# Happy Birthday yeutter



## PB Moderating Team (Nov 2, 2014)

1 member is celebrating a birthday today:

-yeutter (born 1951, Age: 63)


Happy Birthday!


----------



## Cymro (Nov 2, 2014)

May your birthday be a harbinger of a blessed year ahead. DV


----------



## Jerusalem Blade (Nov 2, 2014)

Happy birthday, Thomas!


----------



## Curt (Nov 2, 2014)

Happy birthday.


----------



## yeutter (Nov 3, 2014)

Many thanks on the birthday greetings. Yesterday we went to our annual family reunion in southern Michigan. We attended a small rural Bible Church near where the reunion was held.

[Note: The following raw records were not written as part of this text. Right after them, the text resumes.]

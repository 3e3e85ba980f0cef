//! One pass that brings the channel in line with the local videos and the plan.
//!
//! Order of work: optionally purge rejected uploads, upload every local title
//! the channel lacks, then rebuild each group's playlist. A failure in one
//! upload or one group is logged and the pass moves on.

use std::collections::HashSet;

use tracing::{error, info, warn};

use crate::channel::Channel;
use crate::error::{CurationError, Result};
use crate::plan::{SyncGroup, SyncPlan, VideoDefaults};
use crate::playlist::Playlist;
use crate::repo::VideoRepo;
use crate::upload::{RetryPolicy, Sleeper, ThreadSleeper};
use crate::video::Video;

#[derive(Debug, Clone, Default)]
pub struct SyncOptions {
    /// Compute and report without any mutating remote call.
    pub dry_run: bool,
    pub delete_rejected: bool,
    pub policy: RetryPolicy,
}

#[derive(Debug, Clone, Default, PartialEq, Eq)]
pub struct GroupOutcome {
    pub playlist: String,
    pub created: bool,
    pub duplicates_removed: usize,
    pub rewritten: bool,
    pub moved: usize,
}

impl GroupOutcome {
    pub fn changed(&self) -> bool {
        self.created || self.duplicates_removed > 0 || self.rewritten || self.moved > 0
    }
}

/// In a dry run every list holds what would have happened.
#[derive(Debug, Clone, Default)]
pub struct SyncReport {
    pub dry_run: bool,
    pub rejected: Vec<String>,
    pub uploaded: Vec<String>,
    pub failed: Vec<(String, String)>,
    pub reconciled: Vec<GroupOutcome>,
    pub failed_groups: Vec<(String, String)>,
}

impl SyncReport {
    pub fn is_clean(&self) -> bool {
        self.failed.is_empty() && self.failed_groups.is_empty()
    }
}

pub fn run(
    channel: &mut Channel,
    repo: &VideoRepo,
    plan: &SyncPlan,
    options: &SyncOptions,
) -> Result<SyncReport> {
    run_with(channel, repo, plan, options, ThreadSleeper)
}

/// [`run`] with an explicit sleeper for upload backoff.
pub fn run_with<S: Sleeper>(
    channel: &mut Channel,
    repo: &VideoRepo,
    plan: &SyncPlan,
    options: &SyncOptions,
    mut sleeper: S,
) -> Result<SyncReport> {
    let mut report = SyncReport {
        dry_run: options.dry_run,
        ..SyncReport::default()
    };

    if options.delete_rejected {
        report.rejected = channel
            .delete_rejected_videos(options.dry_run)?
            .into_iter()
            .map(|video| video.title)
            .collect();
    }

    let missing = missing_titles(channel, repo)?;
    info!(missing = missing.len(), local = repo.len(), "computed missing uploads");
    for title in missing {
        if options.dry_run {
            info!(title = %title, "would upload");
            report.uploaded.push(title);
            continue;
        }
        match upload_one(channel, repo, &plan.defaults, &title, options.policy, &mut sleeper) {
            Ok(()) => report.uploaded.push(title),
            Err(err) => {
                error!(title = %title, error = %err, "upload failed; skipping");
                report.failed.push((title, err.to_string()));
            }
        }
    }
    if !options.dry_run && !report.uploaded.is_empty() {
        channel.reload_uploads()?;
    }

    if plan.groups.is_empty() {
        return Ok(report);
    }
    let uploaded = channel.uploaded_videos()?;
    let pairs: Vec<(&str, &str)> = uploaded
        .iter()
        .filter_map(|video| Some((video.id.as_deref()?, video.title.as_str())))
        .collect();
    channel.load_playlists()?;

    for group in &plan.groups {
        let desired = group.desired_ids(pairs.iter().copied());
        let outcome = if options.dry_run {
            preview_group(channel, group, &desired)
        } else {
            apply_group(channel, group, &desired)
        };
        match outcome {
            Ok(outcome) => {
                info!(
                    playlist = %outcome.playlist,
                    changed = outcome.changed(),
                    duplicates = outcome.duplicates_removed,
                    rewritten = outcome.rewritten,
                    moved = outcome.moved,
                    "group reconciled"
                );
                report.reconciled.push(outcome);
            }
            Err(err) => {
                error!(playlist = %group.playlist, error = %err, "group failed; skipping");
                report
                    .failed_groups
                    .push((group.playlist.clone(), err.to_string()));
            }
        }
    }
    Ok(report)
}

/// Local titles with no accepted upload, in title order.
pub fn missing_titles(channel: &Channel, repo: &VideoRepo) -> Result<Vec<String>> {
    let uploaded = channel.uploaded_videos()?;
    let present: HashSet<&str> = uploaded.iter().map(|video| video.title.as_str()).collect();
    Ok(repo
        .titles()
        .filter(|title| !present.contains(title))
        .map(str::to_string)
        .collect())
}

fn upload_one<S: Sleeper>(
    channel: &Channel,
    repo: &VideoRepo,
    defaults: &VideoDefaults,
    title: &str,
    policy: RetryPolicy,
    sleeper: &mut S,
) -> Result<()> {
    let path = repo.path_for(title).ok_or_else(|| CurationError::NotFound {
        kind: "local file",
        id: title.to_string(),
    })?;
    let mut video = Video::new(channel.api().clone(), title)
        .with_privacy(defaults.privacy.clone())
        .with_category(defaults.category_id.as_str());
    if let Some(description) = &defaults.description {
        video = video.with_description(description.as_str());
    }
    if let Some(tags) = &defaults.tags {
        video = video.with_tags(tags.clone());
    }
    video.upload_with(path, policy, sleeper)?;
    Ok(())
}

fn apply_group(
    channel: &mut Channel,
    group: &SyncGroup,
    desired: &[String],
) -> Result<GroupOutcome> {
    let created = channel.find_playlist(&group.playlist).is_none();
    let mut playlist = channel.ensure_playlist(
        &group.playlist,
        &group.description,
        &group.tags,
        group.privacy.clone(),
    )?;
    playlist.load()?;
    let duplicates_removed = playlist.deduplicate()?;
    let rewritten = playlist.reconcile_to(desired)?;
    let moved = if group.enforce_order {
        playlist.reorder_to(desired)?
    } else {
        0
    };
    Ok(GroupOutcome {
        playlist: group.playlist.clone(),
        created,
        duplicates_removed,
        rewritten,
        moved,
    })
}

fn preview_group(
    channel: &Channel,
    group: &SyncGroup,
    desired: &[String],
) -> Result<GroupOutcome> {
    let Some(existing) = channel.find_playlist(&group.playlist) else {
        warn!(playlist = %group.playlist, "would create playlist");
        return Ok(GroupOutcome {
            playlist: group.playlist.clone(),
            created: true,
            rewritten: !desired.is_empty(),
            ..GroupOutcome::default()
        });
    };
    let mut playlist: Playlist = existing.clone();
    playlist.load()?;
    let current = playlist.get_video_ids();

    let mut seen = HashSet::new();
    let unique: Vec<&String> = current.iter().filter(|id| seen.insert(id.as_str())).collect();
    let duplicates_removed = current.len() - unique.len();

    let wanted: HashSet<&str> = desired.iter().map(String::as_str).collect();
    let rewritten = seen != wanted;
    let moved = if group.enforce_order && !rewritten {
        unique
            .iter()
            .zip(desired)
            .filter(|(have, want)| **have != *want)
            .count()
    } else {
        0
    };
    Ok(GroupOutcome {
        playlist: group.playlist.clone(),
        created: false,
        duplicates_removed,
        rewritten,
        moved,
    })
}
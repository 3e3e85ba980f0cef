//! Wire shapes returned by the YouTube Data API.
//!
//! Everything the remote sends back is decoded into these structs at the
//! client boundary. Fields are optional because partial responses are common;
//! conversion into the domain types decides which ones are mandatory.

use chrono::{DateTime, Utc};
use serde::{Deserialize, Serialize};

/// One page of a paginated `list` call.
#[derive(Debug, Clone, Serialize, Deserialize)]
#[serde(rename_all = "camelCase")]
pub struct Page<T> {
    #[serde(default = "Vec::new")]
    pub items: Vec<T>,
    #[serde(default, skip_serializing_if = "Option::is_none")]
    pub next_page_token: Option<String>,
}

#[derive(Debug, Clone, Default, Serialize, Deserialize)]
#[serde(rename_all = "camelCase")]
pub struct ResourceId {
    #[serde(default, skip_serializing_if = "Option::is_none")]
    pub kind: Option<String>,
    #[serde(default, skip_serializing_if = "Option::is_none")]
    pub video_id: Option<String>,
}

#[derive(Debug, Clone, Default, Serialize, Deserialize)]
#[serde(rename_all = "camelCase")]
pub struct PlaylistItemSnippet {
    #[serde(default, skip_serializing_if = "Option::is_none")]
    pub playlist_id: Option<String>,
    #[serde(default, skip_serializing_if = "Option::is_none")]
    pub position: Option<u64>,
    #[serde(default, skip_serializing_if = "Option::is_none")]
    pub title: Option<String>,
    #[serde(default, skip_serializing_if = "Option::is_none")]
    pub resource_id: Option<ResourceId>,
}

/// `youtube#playlistItem`.
#[derive(Debug, Clone, Default, Serialize, Deserialize)]
#[serde(rename_all = "camelCase")]
pub struct PlaylistItemResource {
    #[serde(default, skip_serializing_if = "Option::is_none")]
    pub id: Option<String>,
    #[serde(default, skip_serializing_if = "Option::is_none")]
    pub snippet: Option<PlaylistItemSnippet>,
}

#[derive(Debug, Clone, Default, Serialize, Deserialize)]
#[serde(rename_all = "camelCase")]
pub struct Snippet {
    #[serde(default, skip_serializing_if = "Option::is_none")]
    pub title: Option<String>,
    #[serde(default, skip_serializing_if = "Option::is_none")]
    pub description: Option<String>,
    #[serde(default, skip_serializing_if = "Option::is_none")]
    pub tags: Option<Vec<String>>,
    #[serde(default, skip_serializing_if = "Option::is_none")]
    pub category_id: Option<String>,
    #[serde(default, skip_serializing_if = "Option::is_none")]
    pub published_at: Option<DateTime<Utc>>,
}

#[derive(Debug, Clone, Default, Serialize, Deserialize)]
#[serde(rename_all = "camelCase")]
pub struct Status {
    #[serde(default, skip_serializing_if = "Option::is_none")]
    pub privacy_status: Option<String>,
    #[serde(default, skip_serializing_if = "Option::is_none")]
    pub upload_status: Option<String>,
}

/// `youtube#playlist`.
#[derive(Debug, Clone, Default, Serialize, Deserialize)]
pub struct PlaylistResource {
    #[serde(default, skip_serializing_if = "Option::is_none")]
    pub id: Option<String>,
    #[serde(default, skip_serializing_if = "Option::is_none")]
    pub snippet: Option<Snippet>,
    #[serde(default, skip_serializing_if = "Option::is_none")]
    pub status: Option<Status>,
}

/// `youtube#video`.
#[derive(Debug, Clone, Default, Serialize, Deserialize)]
pub struct VideoResource {
    #[serde(default, skip_serializing_if = "Option::is_none")]
    pub id: Option<String>,
    #[serde(default, skip_serializing_if = "Option::is_none")]
    pub snippet: Option<Snippet>,
    #[serde(default, skip_serializing_if = "Option::is_none")]
    pub status: Option<Status>,
}

#[derive(Debug, Clone, Default, Serialize, Deserialize)]
pub struct RelatedPlaylists {
    #[serde(default, skip_serializing_if = "Option::is_none")]
    pub uploads: Option<String>,
}

#[derive(Debug, Clone, Default, Serialize, Deserialize)]
#[serde(rename_all = "camelCase")]
pub struct ContentDetails {
    #[serde(default, skip_serializing_if = "Option::is_none")]
    pub related_playlists: Option<RelatedPlaylists>,
}

/// `youtube#channel`, reduced to the uploads playlist lookup.
#[derive(Debug, Clone, Default, Serialize, Deserialize)]
#[serde(rename_all = "camelCase")]
pub struct ChannelResource {
    #[serde(default, skip_serializing_if = "Option::is_none")]
    pub id: Option<String>,
    #[serde(default, skip_serializing_if = "Option::is_none")]
    pub content_details: Option<ContentDetails>,
}

impl ChannelResource {
    pub fn uploads_playlist_id(&self) -> Option<&str> {
        self.content_details
            .as_ref()?
            .related_playlists
            .as_ref()?
            .uploads
            .as_deref()
    }
}
//! Error taxonomy shared by every remote-facing component.

use thiserror::Error;

/// Status codes on which an interrupted transfer is worth retrying.
pub const RETRIABLE_STATUS_CODES: [u16; 4] = [500, 502, 503, 504];

#[derive(Error, Debug)]
pub enum CurationError {
    /// Low-level network fault (reset connection, truncated response, ...).
    #[error("transport error: {0}")]
    Transport(String),

    /// The remote answered with an error status.
    #[error("YouTube API error (status {status}): {message}")]
    Api { status: u16, message: String },

    #[error("{kind} not found: {id}")]
    NotFound { kind: &'static str, id: String },

    /// The remote answered, but not with the shape we expected.
    #[error("unexpected response from YouTube: {0}")]
    RemoteProtocol(String),

    #[error("video '{title}' has not been uploaded yet")]
    NotUploaded { title: String },

    #[error("video already uploaded with id {id}")]
    AlreadyUploaded { id: String },

    #[error("playlist already exists with id {id}")]
    AlreadyCreated { id: String },

    #[error("playlist '{title}' does not exist remotely yet")]
    NotCreated { title: String },

    #[error("upload failed after {attempts} attempts: {last_error}")]
    RetriesExhausted { attempts: u32, last_error: String },

    #[error(transparent)]
    Io(#[from] std::io::Error),

    #[error("configuration error: {0}")]
    Config(String),
}

pub type Result<T> = std::result::Result<T, CurationError>;

impl CurationError {
    /// Only transport faults and the 5xx statuses in
    /// [`RETRIABLE_STATUS_CODES`] qualify.
    pub fn is_retriable(&self) -> bool {
        match self {
            CurationError::Transport(_) => true,
            CurationError::Api { status, .. } => RETRIABLE_STATUS_CODES.contains(status),
            _ => false,
        }
    }

    pub fn protocol(message: impl Into<String>) -> Self {
        CurationError::RemoteProtocol(message.into())
    }
}

impl From<ureq::Error> for CurationError {
    fn from(err: ureq::Error) -> Self {
        match err {
            ureq::Error::Status(status, response) => {
                let message = response
                    .into_string()
                    .unwrap_or_else(|_| "<unreadable body>".to_string());
                CurationError::Api { status, message }
            }
            ureq::Error::Transport(transport) => CurationError::Transport(transport.to_string()),
        }
    }
}
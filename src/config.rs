#![forbid(unsafe_code)]

use anyhow::{Context, Result, anyhow};
use serde::Deserialize;
use std::{
    collections::HashMap,
    env, fs,
    path::{Path, PathBuf},
};

use crate::api::{ApiSettings, DEFAULT_API_BASE, DEFAULT_UPLOAD_BASE};
use crate::upload::{DEFAULT_MAX_RETRIES, RetryPolicy, round_chunk_size};

pub const DEFAULT_ENV_PATH: &str = ".env";

/// Everything needed to talk to the remote account.
#[derive(Debug, Clone)]
pub struct RuntimeSettings {
    pub access_token: String,
    pub token_file: Option<PathBuf>,
    pub api_base: String,
    pub upload_base: String,
    pub max_retries: u32,
    pub chunk_size: usize,
}

impl RuntimeSettings {
    pub fn api_settings(&self) -> ApiSettings {
        let mut settings = ApiSettings::new(self.access_token.clone());
        settings.api_base = self.api_base.clone();
        settings.upload_base = self.upload_base.clone();
        settings.chunk_size = self.chunk_size;
        settings
    }

    pub fn retry_policy(&self) -> RetryPolicy {
        RetryPolicy {
            max_retries: self.max_retries,
            ..RetryPolicy::default()
        }
        .with_chunk_size(self.chunk_size)
    }
}

#[derive(Debug, Clone, Default)]
pub struct RuntimeOverrides {
    pub access_token: Option<String>,
    pub token_file: Option<PathBuf>,
    pub env_path: Option<PathBuf>,
}

pub fn resolve_runtime_settings(overrides: RuntimeOverrides) -> Result<RuntimeSettings> {
    let env_path = overrides
        .env_path
        .as_deref()
        .unwrap_or_else(|| Path::new(DEFAULT_ENV_PATH));
    let file_vars = read_env_file(env_path)?;
    build_runtime_settings(&file_vars, env_var_string, overrides)
}

/// The JSON file left behind by an earlier OAuth exchange. Only the access
/// token is used; refreshing it is someone else's job.
#[derive(Debug, Deserialize)]
struct TokenFile {
    access_token: Option<String>,
    token: Option<String>,
}

pub fn read_token_file(path: &Path) -> Result<String> {
    let raw = fs::read_to_string(path).with_context(|| format!("Reading {}", path.display()))?;
    let parsed: TokenFile =
        serde_json::from_str(&raw).with_context(|| format!("Parsing {}", path.display()))?;
    parsed
        .access_token
        .or(parsed.token)
        .map(|token| token.trim().to_string())
        .filter(|token| !token.is_empty())
        .ok_or_else(|| anyhow!("{} has no access_token", path.display()))
}

fn build_runtime_settings(
    file_vars: &HashMap<String, String>,
    env_lookup: impl Fn(&str) -> Option<String>,
    overrides: RuntimeOverrides,
) -> Result<RuntimeSettings> {
    let token_file = overrides
        .token_file
        .or_else(|| lookup_value("YOUTUBE_TOKEN_FILE", file_vars, &env_lookup).map(PathBuf::from));
    let access_token = match overrides
        .access_token
        .filter(|token| !token.trim().is_empty())
        .or_else(|| lookup_value("YOUTUBE_ACCESS_TOKEN", file_vars, &env_lookup))
    {
        Some(token) => token,
        None => {
            let path = token_file
                .as_deref()
                .ok_or_else(|| anyhow!("YOUTUBE_ACCESS_TOKEN or YOUTUBE_TOKEN_FILE must be set"))?;
            read_token_file(path)?
        }
    };
    let api_base = lookup_value("YOUTUBE_API_BASE", file_vars, &env_lookup)
        .unwrap_or_else(|| DEFAULT_API_BASE.to_string());
    let upload_base = lookup_value("YOUTUBE_UPLOAD_BASE", file_vars, &env_lookup)
        .unwrap_or_else(|| DEFAULT_UPLOAD_BASE.to_string());
    let max_retries = lookup_value("UPLOAD_MAX_RETRIES", file_vars, &env_lookup)
        .and_then(|value| value.parse::<u32>().ok())
        .unwrap_or(DEFAULT_MAX_RETRIES);
    let chunk_size = lookup_value("UPLOAD_CHUNK_SIZE", file_vars, &env_lookup)
        .and_then(|value| value.parse::<usize>().ok())
        .map(round_chunk_size)
        .unwrap_or(0);
    Ok(RuntimeSettings {
        access_token,
        token_file,
        api_base,
        upload_base,
        max_retries,
        chunk_size,
    })
}

fn env_var_string(key: &str) -> Option<String> {
    env::var(key).ok().and_then(|value| {
        let trimmed = value.trim();
        if trimmed.is_empty() {
            None
        } else {
            Some(trimmed.to_string())
        }
    })
}

fn lookup_value(
    key: &str,
    file_vars: &HashMap<String, String>,
    env_lookup: &impl Fn(&str) -> Option<String>,
) -> Option<String> {
    env_lookup(key)
        .or_else(|| file_vars.get(key).cloned())
        .filter(|value| !value.trim().is_empty())
}

pub fn read_env_file(path: &Path) -> Result<HashMap<String, String>> {
    let mut vars = HashMap::new();
    if !path.exists() {
        return Ok(vars);
    }
    let content =
        fs::read_to_string(path).with_context(|| format!("Reading {}", path.display()))?;
    for line in content.lines() {
        let trimmed = line.trim();
        if trimmed.is_empty() || trimmed.starts_with('#') {
            continue;
        }
        let line = trimmed.strip_prefix("export ").unwrap_or(trimmed);
        let Some((key, value_raw)) = line.split_once('=') else {
            continue;
        };
        let key = key.trim();
        if key.is_empty() {
            continue;
        }
        let value = value_raw.trim();
        let value = value
            .strip_prefix('"')
            .and_then(|value| value.strip_suffix('"'))
            .or_else(|| {
                value
                    .strip_prefix('\'')
                    .and_then(|value| value.strip_suffix('\''))
            })
            .unwrap_or(value);
        vars.insert(key.to_string(), value.to_string());
    }
    Ok(vars)
}
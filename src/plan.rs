//! The TOML file describing what the channel should look like.

use std::fs;
use std::path::{Path, PathBuf};

use anyhow::{Context, Result, bail};
use serde::Deserialize;

use crate::repo::DEFAULT_EXTENSIONS;
use crate::video::{DEFAULT_CATEGORY_ID, Privacy};

fn default_extensions() -> Vec<String> {
    DEFAULT_EXTENSIONS.iter().map(|ext| ext.to_string()).collect()
}

fn default_category() -> String {
    DEFAULT_CATEGORY_ID.to_string()
}

#[derive(Debug, Clone, Deserialize)]
#[serde(deny_unknown_fields)]
pub struct SyncPlan {
    pub roots: Vec<PathBuf>,
    #[serde(default = "default_extensions")]
    pub extensions: Vec<String>,
    #[serde(default)]
    pub defaults: VideoDefaults,
    #[serde(default, rename = "group")]
    pub groups: Vec<SyncGroup>,
}

/// Metadata applied to every newly uploaded video.
#[derive(Debug, Clone, Deserialize)]
#[serde(deny_unknown_fields)]
pub struct VideoDefaults {
    pub description: Option<String>,
    pub tags: Option<Vec<String>>,
    #[serde(default)]
    pub privacy: Privacy,
    #[serde(default = "default_category")]
    pub category_id: String,
}

impl Default for VideoDefaults {
    fn default() -> Self {
        Self {
            description: None,
            tags: None,
            privacy: Privacy::Public,
            category_id: default_category(),
        }
    }
}

/// One playlist and the uploaded videos it should contain.
#[derive(Debug, Clone, Deserialize)]
#[serde(deny_unknown_fields)]
pub struct SyncGroup {
    pub playlist: String,
    #[serde(default)]
    pub description: String,
    #[serde(default)]
    pub tags: Vec<String>,
    #[serde(default)]
    pub privacy: Privacy,
    /// Substring a title must contain. No filter matches everything.
    pub title_filter: Option<String>,
    #[serde(default)]
    pub enforce_order: bool,
}

impl SyncGroup {
    pub fn matches(&self, title: &str) -> bool {
        self.title_filter
            .as_deref()
            .is_none_or(|filter| title.contains(filter))
    }

    /// Ids of the `(id, title)` pairs this group selects, ordered by title.
    pub fn desired_ids<'a>(
        &self,
        videos: impl IntoIterator<Item = (&'a str, &'a str)>,
    ) -> Vec<String> {
        let mut selected: Vec<(&str, &str)> = videos
            .into_iter()
            .filter(|(_, title)| self.matches(title))
            .collect();
        selected.sort_by(|a, b| a.1.cmp(b.1).then_with(|| a.0.cmp(b.0)));
        selected.into_iter().map(|(id, _)| id.to_string()).collect()
    }
}

impl SyncPlan {
    pub fn load(path: &Path) -> Result<Self> {
        let raw = fs::read_to_string(path).with_context(|| format!("Reading {}", path.display()))?;
        Self::parse(&raw).with_context(|| format!("Parsing {}", path.display()))
    }

    pub fn parse(raw: &str) -> Result<Self> {
        let plan: SyncPlan = toml::from_str(raw)?;
        plan.validate()?;
        Ok(plan)
    }

    fn validate(&self) -> Result<()> {
        if self.roots.is_empty() {
            bail!("plan names no video roots");
        }
        if self.extensions.is_empty() {
            bail!("plan names no media extensions");
        }
        for (index, group) in self.groups.iter().enumerate() {
            if group.playlist.trim().is_empty() {
                bail!("group {} has an empty playlist title", index + 1);
            }
            let duplicate = self.groups[..index]
                .iter()
                .any(|other| other.playlist == group.playlist);
            if duplicate {
                bail!("playlist {:?} appears in more than one group", group.playlist);
            }
        }
        Ok(())
    }
}
impl ChunkTransport for FakeUpload {
    fn next_chunk(&mut self) -> Result<ChunkProgress> {
        let mut state = self.state.borrow_mut();
        if state.failing_chunks > 0 {
            state.failing_chunks -= 1;
            return Err(CurationError::Api {
                status: 503,
                message: "backendError".into(),
            });
        }
        let mut resource: VideoResource = serde_json::from_value(self.metadata.clone())
            .map_err(|err| CurationError::protocol(err.to_string()))?;
        let id = state.fresh_id("vid");
        resource.id = Some(id.clone());
        resource
            .status
            .get_or_insert_with(Status::default)
            .upload_status = Some("uploaded".into());
        state.videos.insert(id.clone(), resource.clone());
        let item_id = state.fresh_id("UUitem");
        state
            .items
            .entry(UPLOADS_PLAYLIST_ID.to_string())
            .or_default()
            .insert(0, FakeItem { id: item_id, video_id: id });
        Ok(ChunkProgress::Complete(resource))
    }
}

If I am still here next year, I will try to find a congregation that stands in the reformation tradition to attend. It was a sunny day and more then 100 of my kinsmen were there. All and all a good start for a new year.


----------



## joejohnston3 (Nov 3, 2014)

So glad you had a wonderful Sunday, Thomas and happy birthday!!


----------



## Gforce9 (Nov 3, 2014)

Happy Birthday, Thomas!


----------



## jambo (Nov 3, 2014)

Happy birthday to you.


----------



## GulfCoast Presbyterian (Nov 4, 2014)

Happy Birthday!


----------